Deve-se realçar-se que a unidade das religiões, assente ou exponenciada como religião universal, de Ramakrishna Paramahansa estava baseada nas diversas realizações espirituais e divinas que ele vivera e ensinara. Era pois de experiência e vivência psico-espiritual, enquanto que a tradição da Filosofia Perene nos últimos mencionados foi mais intelectual, mais de compreensão e não tanto de realização com os sentidos espirituais já despertos nesta vida, algo que Paramahansa Ramakrishna conseguira,  algo inatamente e algo a partir de práticas meditativas e devocionais, nas quais  a realização afectiva ou amorosa, para o ser divino no interior da alma, foi  demandada com persistente devoção até  atingir-se tal ligação, visão ou unificação.  
Ramakrishna Paramahansa ensinava isto aos seus discípulos, conseguindo mesmo despertar em alguns fortes experiências espirituais e de visão divina, algo que nem Pico della Mirandola (mas sabemos pouco dos seus encontros-diálogos-orações mais afins espirituais) nem os últimos expoentes da Filosofia Perene conseguiam tão plenamente, embora saibamos que, mesmo assim, eles impressionaram alguns, e, por exemplo, Jacques de Marquette conta esse impacto intelecto-espiritual de Ananda Coomaraswamy, em Boston, e sobretudo o efeito espiritual do seu mestre indiano, Guru Ranade (3.6.1886-6.6.1957), outro valioso pioneiro do comparativismo filosófico e da espiritualidade, e por experiência directa, e a quem já consagramos alguns artigos no blogue. 

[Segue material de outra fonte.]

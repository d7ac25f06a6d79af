//! Chord construction from a key, a scale degree and a modifier.
//!
//! Diatonic modifiers take every tone from the key's scale; chromatic
//! modifiers stack fixed semitone offsets on the root. Dominant 7th mixes the
//! two (diatonic third and fifth, chromatic flat seventh).

use super::inversion::apply_inversion;
use super::pitch::{self, MusicalKey, Note};
use super::scale::{note_in_key, ScaleDegree};
use crate::error::{Error, Result};
use serde::{Deserialize, Serialize};
use std::fmt;
use std::str::FromStr;

/// Harmonic modifier applied on top of a scale degree.
#[derive(Clone, Copy, Debug, Default, PartialEq, Eq, Hash, Serialize, Deserialize)]
#[serde(into = "String", from = "String")]
pub enum ChordModifier {
    /// Root only
    #[default]
    Plain,
    /// Diatonic major/minor triad
    Triad,
    Diminished,
    Augmented,
    Dominant7,
    /// Diatonic major/minor 7th
    Seventh,
    /// Diatonic major/minor 9th
    Ninth,
    Sus2,
    Sus4,
}

/// One chord tone: either a diatonic step above the degree or a chromatic
/// interval above the root, plus how many octaves above the chord's octave.
#[derive(Clone, Copy, Debug)]
enum Tone {
    Degree(i32, i32),
    Semitones(i32, i32),
}

impl ChordModifier {
    pub const ALL: [ChordModifier; 9] = [
        ChordModifier::Plain,
        ChordModifier::Triad,
        ChordModifier::Diminished,
        ChordModifier::Augmented,
        ChordModifier::Dominant7,
        ChordModifier::Seventh,
        ChordModifier::Ninth,
        ChordModifier::Sus2,
        ChordModifier::Sus4,
    ];

    /// Look up a modifier by name. Unknown names give [`ChordModifier::Plain`].
    pub fn from_name(name: &str) -> Self {
        match name.trim().to_ascii_lowercase().as_str() {
            "triad" | "maj" | "min" | "major" | "minor" => Self::Triad,
            "dim" | "diminished" => Self::Diminished,
            "aug" | "augmented" => Self::Augmented,
            "dom7" | "dominant7" | "dominant_7" | "7" => Self::Dominant7,
            "seventh" | "7th" | "maj7" | "min7" => Self::Seventh,
            "ninth" | "9th" | "9" | "maj9" | "min9" => Self::Ninth,
            "sus2" => Self::Sus2,
            "sus4" => Self::Sus4,
            _ => Self::Plain,
        }
    }

    /// Canonical name, as accepted by [`ChordModifier::from_name`].
    pub fn name(self) -> &'static str {
        match self {
            Self::Plain => "plain",
            Self::Triad => "triad",
            Self::Diminished => "dim",
            Self::Augmented => "aug",
            Self::Dominant7 => "dom7",
            Self::Seventh => "seventh",
            Self::Ninth => "ninth",
            Self::Sus2 => "sus2",
            Self::Sus4 => "sus4",
        }
    }

    fn tones(self) -> &'static [Tone] {
        use Tone::{Degree, Semitones};
        match self {
            Self::Plain => &[Degree(0, 0)],
            Self::Triad => &[Degree(0, 0), Degree(2, 0), Degree(4, 0)],
            Self::Diminished => &[Semitones(0, 0), Semitones(3, 0), Semitones(6, 0)],
            Self::Augmented => &[Semitones(0, 0), Semitones(4, 0), Semitones(8, 0)],
            Self::Dominant7 => &[Degree(0, 0), Degree(2, 0), Degree(4, 0), Semitones(10, 0)],
            Self::Seventh => &[Degree(0, 0), Degree(2, 0), Degree(4, 0), Degree(6, 0)],
            Self::Ninth => &[
                Degree(0, 0),
                Degree(2, 0),
                Degree(4, 0),
                Degree(6, 0),
                Degree(1, 1),
            ],
            Self::Sus2 => &[Degree(0, 0), Degree(1, 0), Degree(4, 0)],
            Self::Sus4 => &[Degree(0, 0), Degree(3, 0), Degree(4, 0)],
        }
    }

    /// Label suffix for a chord built on `degree`, if any.
    fn label_suffix(self, degree: ScaleDegree) -> Option<&'static str> {
        let minor = degree.is_minor();
        match self {
            Self::Plain => None,
            Self::Triad if minor => Some("Minor"),
            Self::Triad => Some("Major"),
            Self::Diminished => Some("Diminished"),
            Self::Augmented => Some("Augmented"),
            Self::Dominant7 => Some("Dominant 7th"),
            Self::Seventh if minor => Some("Minor 7th"),
            Self::Seventh => Some("Major 7th"),
            Self::Ninth if minor => Some("Minor 9th"),
            Self::Ninth => Some("Major 9th"),
            Self::Sus2 => Some("Sus2"),
            Self::Sus4 => Some("Sus4"),
        }
    }
}

impl fmt::Display for ChordModifier {
    fn fmt(&self, f: &mut fmt::Formatter<'_>) -> fmt::Result {
        f.write_str(self.name())
    }
}

/// Never fails: unknown names fall back to a root-only chord.
impl FromStr for ChordModifier {
    type Err = std::convert::Infallible;

    fn from_str(s: &str) -> std::result::Result<Self, Self::Err> {
        Ok(Self::from_name(s))
    }
}

impl From<String> for ChordModifier {
    fn from(name: String) -> Self {
        Self::from_name(&name)
    }
}

impl From<ChordModifier> for String {
    fn from(modifier: ChordModifier) -> Self {
        modifier.name().to_string()
    }
}

/// A non-empty, ordered set of notes with a display label.
#[derive(Clone, Debug, PartialEq, Eq)]
pub struct Chord {
    notes: Vec<Note>,
    label: String,
}

impl Chord {
    pub fn new(notes: Vec<Note>, label: impl Into<String>) -> Result<Self> {
        if notes.is_empty() {
            return Err(Error::EmptyChord);
        }
        Ok(Self {
            notes,
            label: label.into(),
        })
    }

    pub fn notes(&self) -> &[Note] {
        &self.notes
    }

    pub fn label(&self) -> &str {
        &self.label
    }

    /// First note in chord order.
    pub fn root(&self) -> Note {
        self.notes[0]
    }

    pub fn len(&self) -> usize {
        self.notes.len()
    }

    /// Always false for a constructed chord.
    pub fn is_empty(&self) -> bool {
        self.notes.is_empty()
    }

    /// Display form, without octaves.
    pub fn pitch_names(&self) -> Vec<String> {
        pitch::pitch_names(&self.notes)
    }

    /// Playback form, e.g. `["C4", "E4", "G4"]`.
    pub fn note_names(&self) -> Vec<String> {
        pitch::note_names(&self.notes)
    }

    pub fn pitch_classes(&self) -> Vec<pitch::PitchClass> {
        self.notes.iter().map(|n| n.pitch).collect()
    }

    /// The same chord with inversion `k` applied; the label is kept.
    pub fn inverted(&self, k: usize) -> Self {
        Self {
            notes: apply_inversion(&self.notes, k),
            label: self.label.clone(),
        }
    }
}

impl fmt::Display for Chord {
    fn fmt(&self, f: &mut fmt::Formatter<'_>) -> fmt::Result {
        write!(f, "{} [{}]", self.label, self.note_names().join(" "))
    }
}

/// Label shown for `modifier` on `degree` of `key`, e.g. `"D Minor 7th"`.
pub fn chord_label(key: MusicalKey, degree: ScaleDegree, modifier: ChordModifier) -> String {
    let root = note_in_key(key, degree);
    match modifier.label_suffix(degree) {
        Some(suffix) => format!("{root} {suffix}"),
        None => root.to_string(),
    }
}

/// Build the chord on `degree` of `key` in `octave`.
///
/// Every tone carries `octave` except the ninth of a 9th chord, which sits an
/// octave higher. No octave wrap is applied when a tone's pitch class is lower
/// than the root.
pub fn build_chord(key: MusicalKey, degree: ScaleDegree, modifier: ChordModifier, octave: i32) -> Chord {
    let root = note_in_key(key, degree);
    let notes = modifier
        .tones()
        .iter()
        .map(|tone| match *tone {
            Tone::Degree(steps, octaves) => {
                Note::new(note_in_key(key, degree.offset(steps)), octave + octaves)
            }
            Tone::Semitones(semitones, octaves) => {
                Note::new(root.transpose(semitones), octave + octaves)
            }
        })
        .collect();

    Chord {
        notes,
        label: chord_label(key, degree, modifier),
    }
}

Anote-se que dois notáveis pensadores ocidentais admiraram muito Ramakhrisna e dedicaram-lhe duas obras importantes que contextualizam a sua vida e obra e realçam a sua universalidade: Max Müller (6.12.1823 a 28.11.1900), um dos fundadores da Ciência das Religiões e do seu Comparativismo, com Ramakrishna, His Life and Sayings, de 1898, e Romain Rolland (29.1.1866 a 30.12.1944), prémio Nobel da Literatura em 1915, La Vie de Ramakhisna, de 1947, ambos já abordados no blogue. A estes, seguiram-se muitos outros estudos. Quanto a Pico della Mirandola são também inúmeros e bem valiosos...

Meditemos, para concluir luminosamente, um dos belos ensinamentos de Pico della Mirandola,  saudando-o com muito amor!

"A única coisa que nos faz receber de Deus o que lhe pedirmos é o esperarmos conseguir tal. E se respeitarmos estas duas condições, a de só pedir a Deus o que nos é salutar e a de pedir ardentemente o que queremos, com a esperança firme que Deus nos satisfará, nunca serão realizadas em vão as nossas orações".